Stewart, Willard v. Dutra Construction Company (02/22/2005)
Stewart, Willard v. Dutra Construction Company (02/22/2005)
Questions presented: What is the legal standard for determining whether a special purpose watercraft, such as a dredge, is a "vessel in navigation" for the purposes of considering an injured person a "seaman" under the Jones Act, 46 U.S.C. App., sec. 688(a)?BY STEPHEN BAXTER, MEDILL NEWS SERVICE
In the summer of 1993, Willard Stewart worked as a maritime engineer dredging the bottom of Boston Harbor as part of the city's enormous "Big Dig" construction project. His main duty was to maintain the engines that powered a clamshell scoop, and when one of those engines seized in early June, his crew had to haul it out and replace it.
As the crew lowered the new engine into place, Stewart knelt at the edge of an open hatch about ten feet above the engine, feeding some wires. Another ship working on the project suddenly jolted Stewart, sending him headfirst onto the engine and injuring him seriously.
Stewart sued San Rafael, Calif.-based Dutra Construction Co. in the U.S. District Court in Massachusetts. Stewart sued for negligence under the Jones Act and for worker's compensation under the Longshoremen's and Harbor Worker's Compensation Act, hoping that one of the two mutually exclusive statutes would cover him. That's where the trouble started.
The Jones Act of 1920 is a complex law written for "seamen" who work aboard "vessels in navigation," but generally not for "longshoremen" who work on stationary sites like oil platforms, docks, and maybe Stewart's dredge. People who work on the ocean want to be covered under it because it has a wide scope, letting workers sue for negligence in addition to tort damages, and generally netting more money.

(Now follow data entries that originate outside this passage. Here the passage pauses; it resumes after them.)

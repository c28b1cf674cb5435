//! Statement import
//!
//! CSV parsing for bank statement exports plus the candidate pipeline:
//! parse or extract candidates, drop the ones already present in the
//! account's history, resolve category labels, insert the rest. The summary
//! reports total/new/duplicate counts so skipped duplicates are visible
//! rather than silently lost.

use std::io::Read;

use chrono::{Duration, NaiveDate};
use csv::ReaderBuilder;
use tracing::{debug, info};

use crate::db::Database;
use crate::dedup::{self, MATCH_WINDOW_DAYS};
use crate::error::{Error, Result};
use crate::extract::{ExtractionBackend, ExtractionClient, StatementMedia};
use crate::models::{Candidate, ImportSummary, NewTransaction};

/// Column indices resolved from a statement CSV header
struct StatementColumns {
    date: usize,
    description: usize,
    amount: usize,
    category: Option<usize>,
}

impl StatementColumns {
    /// Resolve required columns by header name, case-insensitive.
    ///
    /// Banks disagree on header spelling; the aliases below cover the common
    /// exports (Chase-style "Transaction Date", generic "Date", "Payee").
    fn from_headers(headers: &csv::StringRecord) -> Result<Self> {
        let find = |names: &[&str]| {
            headers.iter().position(|h| {
                let h = h.trim().to_lowercase();
                names.iter().any(|n| h == *n)
            })
        };

        let date = find(&["date", "transaction date", "posted date"]);
        let description = find(&["description", "payee", "merchant"]);
        let amount = find(&["amount"]);
        let category = find(&["category"]);

        match (date, description, amount) {
            (Some(date), Some(description), Some(amount)) => Ok(Self {
                date,
                description,
                amount,
                category,
            }),
            _ => Err(Error::UnsupportedFormat(
                headers.iter().collect::<Vec<_>>().join(","),
            )),
        }
    }
}

/// Parse a statement CSV into import candidates.
///
/// The header must name date, description and amount columns; a category
/// column is carried through as a free-text label when present. Rows with an
/// empty amount cell are skipped.
pub fn parse_csv<R: Read>(reader: R) -> Result<Vec<Candidate>> {
    let mut rdr = ReaderBuilder::new()
        .has_headers(true)
        .flexible(true)
        .from_reader(reader);

    let headers = rdr.headers()?.clone();
    let columns = StatementColumns::from_headers(&headers)?;

    let mut candidates = Vec::new();

    for result in rdr.records() {
        let record = result?;

        let date_str = record
            .get(columns.date)
            .ok_or_else(|| Error::Import("Missing date".into()))?;
        let date = parse_date(date_str)?;

        let description = record
            .get(columns.description)
            .ok_or_else(|| Error::Import("Missing description".into()))?
            .trim()
            .to_string();

        let amount_str = record.get(columns.amount).unwrap_or("");
        if amount_str.trim().is_empty() {
            continue; // pending rows export without an amount
        }
        let amount = parse_amount(amount_str)?;

        let category = columns
            .category
            .and_then(|col| record.get(col))
            .map(|s| s.trim().to_string())
            .filter(|s| !s.is_empty());

        candidates.push(Candidate {
            date,
            description,
            amount,
            category,
        });
    }

    debug!("Parsed {} statement row(s)", candidates.len());
    Ok(candidates)
}

/// Run candidates through the duplicate check and insert the survivors.
///
/// The duplicate window is the candidates' own date span padded by the
/// match window on both sides, scoped to the target account.
pub fn import_candidates(
    db: &Database,
    account_id: i64,
    candidates: Vec<Candidate>,
) -> Result<ImportSummary> {
    let total = candidates.len();
    if candidates.is_empty() {
        return Ok(ImportSummary::default());
    }

    // candidates is non-empty, min/max exist
    let first = candidates.iter().map(|c| c.date).min().unwrap_or_default();
    let last = candidates.iter().map(|c| c.date).max().unwrap_or_default();
    let existing = db.list_transactions_in_range(
        account_id,
        first - Duration::days(MATCH_WINDOW_DAYS),
        last + Duration::days(MATCH_WINDOW_DAYS),
    )?;

    let outcome = dedup::filter_new(candidates, &existing);

    let mut imported = 0;
    for candidate in outcome.accepted {
        let category_id = db.resolve_category(candidate.category.as_deref())?;
        db.insert_transaction(&NewTransaction {
            account_id: Some(account_id),
            category_id: Some(category_id),
            date: candidate.date,
            description: candidate.description,
            amount: candidate.amount,
            is_recurring: false,
            recurrence_key: None,
        })?;
        imported += 1;
    }

    info!(
        "Import complete: {} row(s), {} new, {} duplicate(s) skipped",
        total, imported, outcome.duplicate_count
    );

    Ok(ImportSummary {
        total,
        imported,
        duplicates: outcome.duplicate_count,
    })
}

/// Parse a statement CSV and import it into an account
pub fn import_csv<R: Read>(db: &Database, account_id: i64, reader: R) -> Result<ImportSummary> {
    let candidates = parse_csv(reader)?;
    import_candidates(db, account_id, candidates)
}

/// Extract candidates from raw statement bytes and import them.
///
/// An extraction failure fails the whole batch; a half-parsed statement is
/// never partially accepted.
pub async fn import_statement(
    db: &Database,
    account_id: i64,
    data: &[u8],
    media: StatementMedia,
    extractor: &ExtractionClient,
) -> Result<ImportSummary> {
    let candidates = extractor.extract_statement(data, media).await?;
    import_candidates(db, account_id, candidates)
}

/// Parse a date string in various common formats
pub(crate) fn parse_date(s: &str) -> Result<NaiveDate> {
    let s = s.trim();

    // Try common date formats
    let formats = [
        "%Y-%m-%d", // 2024-01-15
        "%m/%d/%Y", // 01/15/2024
        "%m/%d/%y", // 01/15/24
        "%m-%d-%Y", // 01-15-2024
        "%d/%m/%Y", // 15/01/2024 (European)
    ];

    for fmt in formats {
        if let Ok(date) = NaiveDate::parse_from_str(s, fmt) {
            return Ok(date);
        }
    }

    Err(Error::Import(format!("Unable to parse date: {}", s)))
}

/// Parse an amount string, handling currency symbols and commas
pub(crate) fn parse_amount(s: &str) -> Result<f64> {
    let cleaned: String = s
        .trim()
        .replace(['$', ',', ' '], "")
        .replace('(', "-")
        .replace(')', "");

    cleaned
        .parse::<f64>()
        .map_err(|_| Error::Import(format!("Unable to parse amount: {}", s)))
}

Stewart's attorneys argued in District Court that Stewart is a "seaman" and his vessel, the Super Scoop, should be considered a vessel in navigation covered in the Jones Act. They noted that the Super Scoop routinely hauls heavy equipment across the harbor, making it a moving, navigating vessel.
Dutra's attorneys countered that the Super Scoop is not a vessel; it's just a work platform. Therefore Stewart is not a seaman, he's a longshoreman, and the company is not liable for him under the Jones Act.
U.S. District Judge Reginald Lindsay sided with Dutra. Stewart appealed to the 1st Circuit Court of Appeals, and that court affirmed the decision unanimously, citing the court's 1992 case DiGiovanni v. Traylor Bros., Inc.
In DiGiovanni, the 1st Circuit ruled, "if a barge, or other float's purpose or primary business is not navigation or commerce, then workers assigned thereto for its shore enterprise are to be considered seamen [for Jones Act purposes] only when it is in actual navigation or transit."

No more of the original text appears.